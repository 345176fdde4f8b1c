use serde::{Deserialize, Serialize};

/// Reverse (PTR) sweep configuration
#[derive(Debug, Clone, Deserialize, Serialize)]
pub struct PtrConfig {
    /// Concurrent PTR queries when sweeping a network (default: 20)
    #[serde(default = "default_concurrency")]
    pub concurrency: usize,

    /// Largest network, in host addresses, a sweep accepts (default: 65536)
    #[serde(default = "default_max_hosts")]
    pub max_hosts: u64,
}

impl Default for PtrConfig {
    fn default() -> Self {
        Self {
            concurrency: default_concurrency(),
            max_hosts: default_max_hosts(),
        }
    }
}

fn default_concurrency() -> usize {
    20
}

fn default_max_hosts() -> u64 {
    65_536
}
----
**WORK REQUEST**
Count the lines above that contain the word "PtrConfig". Write only the number.

**PROBLEM SOLUTION**
2